Pardon the vague question, but KDB is very much institutional knowledge hidden from the outside world. People have built their livelihoods around it and use it as a hammer for all sorts of nails.
It's also extremely expensive and written in a language with origins so obtuse that it's progenitor APL needed a custom keyboard laden with mathematical symbols.
Within my firm, it's very hard to get an outside perspective, the KDB developers are true believers in KDB, but they they obviously don't want to be professionally replaced. So I'm asking the more forward leaning HN.
One nail in my job, is KDB as a data-lake and I'm being driven nuts by it. I write code in Rust that prices options. There's a lot of complex code involved in this, I use a mix of numeric simulations to calculate greeks and somewhat lengthy analytical formulas.
The data that I save to KDB is quite raw, I save the market data and derived volatility surfaces, which are themselves complex-ish models needing some carefully unit-tested code to convert in to implied vols.
Right now my desk has no proper tooling for backtesting that uses our own data. And I'm constantly being asked to do something about it, and I don't know what to do!
I'm 99% sure KDB is the wrong tool for the job, because of three things:
- It's not horizontally scalable. A divide and conquer algo on N<{small_number} cores is pointless.
- I'm scared to do queries that return a lot of data. It's non trivial to get a day's worth of data. The query will just often freeze, it doesn't even buffer. Even if I'm just trying to fetch what should be a logical partition, the wire format is really inefficient and uncompressed. I feel like I need to engineering work for trivial things.
- The main thing is that I need to do complex math to convert my raw data, order-books and vol-surfaces into useful data to backtest.
I have no idea how do do any of this in KDB. My firm is primarily a spot desk, and while I respect my colleagues, their answer is:
> Other firms are really invested in KDB and use KDB for this, just figure it out.
I'm going nuts because I'm under the assumption that these other firms are way larger and have teams of KDB-quants doing the actual research. While we have some quant traders who know a bit of KDB but they work in the spot side with far more simple math.
I keep on advocating for some Parquet style data-store with Spark/Dask/Arrow/Polars running on top of it that can be horizontally scaled and most importantly, with Polars, I can write my backtests in Rust and leverage the libraries I've already written.
I get shot down with "we use KDB here". I just don't know how I can deliver a maintainable solution to my traders with this current infrastructure. Bizarrely, and this is a financial firm, no one in a team of ~100 devs has ever touched Spark style tech other than me here.
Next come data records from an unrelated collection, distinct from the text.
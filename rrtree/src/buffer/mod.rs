//! Buffered update machinery: operation records, per-subtree grouping for
//! flushes, the in-memory update buffer and leaf piggybacking.

pub mod group;
pub mod group_maker;
pub mod operation;
pub mod piggyback;
pub mod tracer;
pub mod update_buffer;

pub use group::{GroupKey, IndexEntryToGroupMap, OperationGroup};
pub use group_maker::{GroupingStrategy, OperationGroupMaker};
pub use operation::{OperationEntry, OperationKind, SpatialItem};
pub use piggyback::{
    LeafNodeModifier, OperationBuffer, OperationSink, PiggybackStatistics, PiggybackTarget,
    Piggybacker, PiggybackingInfo,
};
pub use tracer::{LogTracer, NoopTracer, ObjectTracer};
pub use update_buffer::{BufferOutcome, UpdateBuffer};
What should I do? Are my concerns overblown? Am I misunderstanding the power of KDB?
This feels like a ‘pick your poison’ situation. You’ve been told already you won’t be allowed to dump kdb; it’s probably embedded in your infra in a bunch of ways, and ripping it out is a no-go.
OK, so, you have data in kdb. What you’re doing right now (it sounds like) is using it as literally just a raw data store. That’s the worst way to use it; a lot of work went into making it very fast to run summarization/grouping/sorting/etc all right on the kdb servers. Note that this is very unlike how an Apache project works.
Unfortunately, you wrote a rust library that probably doesn’t really distinguish your kdb storage from, say, JSON files, so you are at a crossroads.
Option 1: Get some good data cloning up, clone data over to your preferred generalized data lake tech, run rust against it.
Option 2: Go through your rust code with a fine tooth comb and figure where exactly it’s doing things that cannot be done semantically in q/k. Start slimming down your Rust lib, or more exactly, rework what queries its sending, and what state of data it expects
Option 3: dump your rust library and rewrite it in q or k.
Of these, I would be willing to bet that for an ‘ideal’ developer, meaning a 160+ IQ dev skilled in Rust, vs a 160+ IQ dev skilled in kdb, vs a 160+IQ dev skilled in say Java + Spark, Option 3 is going to be by far the least resource intensive in terms of deployed hardware, and the fastest / lowest latency.
That said, given where you’re at, a principled Rustacean who’s looking at coming to grips with kdb realtime, I think I’d recommend you think hard about Option 2. By the end of Option 2, you will probably be like “Yeah, this could be all k, or nearly all,” but you’re likely going to have some learning to do.
Think of it this way, when you’re done, you’ll be on the other side of the cabal, and can double your base rate for your next gig. :)